Kitware, Inc., Carrboro, NC, USA.
Proc Inst Mech Eng H. 2020 Nov;234(11):1312-1329. doi: 10.1177/0954411920944110. Epub 2020 Jul 28.
Detection and monitoring of patients with pulmonary hypertension, defined as a mean blood pressure in the main pulmonary artery above 25 mmHg, requires a combination of imaging and hemodynamic measurements. This study demonstrates how to combine imaging data from microcomputed tomography images with hemodynamic pressure and flow waveforms from control and hypertensive mice. Specific attention is devoted to developing a tool that processes computed tomography images, generating subject-specific arterial networks in which one-dimensional fluid dynamics modeling is used to predict blood pressure and flow. Each arterial network is modeled as a directed graph representing vessels along the principal pathway to ensure perfusion of all lobes. The one-dimensional model couples these networks with structured tree boundary conditions representing the small arteries and arterioles. Fluid dynamics equations are solved in this network and compared to measurements of pressure in the main pulmonary artery. Analysis of microcomputed tomography images reveals that the branching ratio is the same in the control and hypertensive animals, but that the vessel length-to-radius ratio is significantly lower in the hypertensive animals. Fluid dynamics predictions show that in addition to changed network geometry, vessel stiffness is higher in the hypertensive animal models than in the control models.
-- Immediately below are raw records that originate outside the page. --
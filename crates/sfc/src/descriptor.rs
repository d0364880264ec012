//! 单文件组件顶层区块拆分
//!
//! 只识别最外层结构: 一个 `<template>`、一个普通 `<script>`、一个
//! `<script setup>`。style 和自定义区块直接跳过。

use memchr::{memchr, memmem};
use thiserror::Error;

/// 超过该大小的文件拒绝解析
pub const MAX_UNIT_SIZE: usize = 10 * 1024 * 1024;

#[derive(Error, Debug, Clone, PartialEq, Eq)]
pub enum SfcError {
    #[error("unit too large: {size} bytes (max {max})")]
    TooLarge { size: usize, max: usize },
    #[error("unclosed <{tag}> opening tag at byte {position}")]
    UnclosedTag { tag: String, position: usize },
    #[error("missing </{tag}> for block opened at byte {position}")]
    UnclosedBlock { tag: String, position: usize },
    #[error("duplicate {block} block at byte {position}")]
    DuplicateBlock { block: &'static str, position: usize },
}

pub type Result<T> = std::result::Result<T, SfcError>;

/// 顶层区块内容
#[derive(Debug, Clone, Copy, PartialEq, Eq)]
pub struct Block<'a> {
    pub content: &'a str,
}

#[derive(Debug, Clone, Default)]
pub struct SfcDescriptor<'a> {
    pub template: Option<Block<'a>>,
    pub script: Option<Block<'a>>,
    pub script_setup: Option<Block<'a>>,
}

impl<'a> SfcDescriptor<'a> {
    pub fn parse(source: &'a str) -> Result<Self> {
        if source.len() > MAX_UNIT_SIZE {
            return Err(SfcError::TooLarge {
                size: source.len(),
                max: MAX_UNIT_SIZE,
            });
        }

        let bytes = source.as_bytes();
        let mut descriptor = Self::default();
        let mut pointer = 0;

        while let Some(found) = memchr(b'<', &bytes[pointer..]) {
            let start = pointer + found;

            if bytes[start..].starts_with(b"<!--") {
                match memmem::find(&bytes[start + 4..], b"-->") {
                    Some(end) => {
                        pointer = start + 4 + end + 3;
                        continue;
                    }
                    None => break,
                }
            }

            let name_end = tag_name_end(bytes, start + 1);
            if name_end == start + 1 {
                // 孤立的 `<`、`</` 或普通文本
                pointer = start + 1;
                continue;
            }
            let tag = &source[start + 1..name_end];

            let open_end = find_closing_angle(bytes, name_end).ok_or_else(|| {
                SfcError::UnclosedTag {
                    tag: tag.to_string(),
                    position: start,
                }
            })?;
            let attributes = &source[name_end..open_end];
            let content_start = open_end + 1;

            let (content_end, next) = if bytes[open_end - 1] == b'/' {
                (content_start, content_start)
            } else {
                let found = if tag == "template" {
                    find_template_end(bytes, content_start)
                } else {
                    find_block_end(bytes, content_start, tag.as_bytes())
                };
                found.ok_or_else(|| SfcError::UnclosedBlock {
                    tag: tag.to_string(),
                    position: start,
                })?
            };

            let block = Block {
                content: &source[content_start..content_end],
            };
            match tag {
                "template" => assign(&mut descriptor.template, block, "template", start)?,
                "script" if is_setup(attributes) => {
                    assign(&mut descriptor.script_setup, block, "<script setup>", start)?
                }
                "script" => assign(&mut descriptor.script, block, "script", start)?,
                _ => {}
            }

            pointer = next;
        }

        Ok(descriptor)
    }

    /// 普通 script 在前，setup script 在后
    pub fn logic(&self) -> String {
        [self.script, self.script_setup]
            .iter()
            .flatten()
            .map(|b| b.content)
            .collect::<Vec<_>>()
            .join("\n")
    }

    pub fn has_logic(&self) -> bool {
        self.script.is_some() || self.script_setup.is_some()
    }

    pub fn template_content(&self) -> Option<&'a str> {
        self.template.map(|b| b.content)
    }
}

fn assign<'a>(
    slot: &mut Option<Block<'a>>,
    block: Block<'a>,
    name: &'static str,
    position: usize,
) -> Result<()> {
    if slot.is_some() {
        return Err(SfcError::DuplicateBlock {
            block: name,
            position,
        });
    }
    *slot = Some(block);
    Ok(())
}

fn is_setup(attributes: &str) -> bool {
    attributes
        .split(|c: char| c.is_whitespace() || c == '/')
        .any(|attr| attr == "setup" || attr.starts_with("setup="))
}

fn is_name_byte(b: u8) -> bool {
    b.is_ascii_alphanumeric() || b == b'-' || b == b'_'
}

/// 标签名结束位置，没有标签名时等于 `start`
fn tag_name_end(bytes: &[u8], start: usize) -> usize {
    match bytes.get(start) {
        Some(b) if b.is_ascii_alphabetic() => {}
        _ => return start,
    }
    let mut end = start;
    while end < bytes.len() && is_name_byte(bytes[end]) {
        end += 1;
    }
    end
}

/// 开始标签的 `>`，跳过引号内的属性值
fn find_closing_angle(bytes: &[u8], start: usize) -> Option<usize> {
    let mut quote: Option<u8> = None;

    for (i, &byte) in bytes[start..].iter().enumerate() {
        match (byte, quote) {
            (b'"' | b'\'', None) => quote = Some(byte),
            (b, Some(q)) if b == q => quote = None,
            (b'>', None) => return Some(start + i),
            _ => {}
        }
    }

    None
}

/// `bytes[at..]` 以 `needle` 开头且后面是标签边界
fn starts_tag(bytes: &[u8], at: usize, needle: &[u8]) -> bool {
    bytes[at..].starts_with(needle)
        && bytes
            .get(at + needle.len())
            .map_or(true, |&b| !is_name_byte(b))
}

/// 查找 `</tag>`，返回 (内容结束位置, 结束标签之后的位置)
fn find_block_end(bytes: &[u8], start: usize, tag: &[u8]) -> Option<(usize, usize)> {
    let mut needle = Vec::with_capacity(tag.len() + 2);
    needle.extend_from_slice(b"</");
    needle.extend_from_slice(tag);

    let finder = memmem::Finder::new(&needle);
    let mut cursor = start;
    while let Some(found) = finder.find(&bytes[cursor..]) {
        let close = cursor + found;
        if starts_tag(bytes, close, &needle) {
            let gt = memchr(b'>', &bytes[close..])?;
            return Some((close, close + gt + 1));
        }
        cursor = close + needle.len();
    }
    None
}

/// 顶层 template 对应的 `</template>`，计算嵌套 `<template>` (插槽、条件分组) 深度，
/// 跳过注释
fn find_template_end(bytes: &[u8], start: usize) -> Option<(usize, usize)> {
    let mut depth = 1usize;
    let mut cursor = start;

    while let Some(found) = memchr(b'<', &bytes[cursor..]) {
        let at = cursor + found;
        if bytes[at..].starts_with(b"<!--") {
            let end = memmem::find(&bytes[at + 4..], b"-->")?;
            cursor = at + 4 + end + 3;
        } else if starts_tag(bytes, at, b"</template") {
            depth -= 1;
            let gt = memchr(b'>', &bytes[at..])?;
            if depth == 0 {
                return Some((at, at + gt + 1));
            }
            cursor = at + gt + 1;
        } else if starts_tag(bytes, at, b"<template") {
            let gt = find_closing_angle(bytes, at + 9)?;
            if bytes[gt - 1] != b'/' {
                depth += 1;
            }
            cursor = gt + 1;
        } else {
            cursor = at + 1;
        }
    }

    None
}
肺动脉高压患者的检测和监测,定义为肺动脉主干内平均血压高于 25mmHg,需要影像学和血流动力学测量的结合。本研究展示了如何将微计算机断层扫描图像的影像学数据与对照和高血压小鼠的血流动力学压力和流量波形相结合。特别关注开发一种处理计算机断层扫描图像的工具,生成特定于主体的动脉网络,其中使用一维流体动力学模型来预测血压和流量。每个动脉网络都被建模为一个有向图,代表沿主通路的血管,以确保所有叶的灌注。一维模型将这些网络与代表小动脉和小动脉的结构化树边界条件耦合。在该网络中求解流体动力学方程,并与主肺动脉中的压力测量值进行比较。微计算机断层扫描图像的分析表明,在对照和高血压动物中,分支比相同,但在高血压动物中,血管长度与半径比显著降低。流体动力学预测表明,除了网络几何形状的改变外,高血压动物模型中的血管刚性也高于对照模型。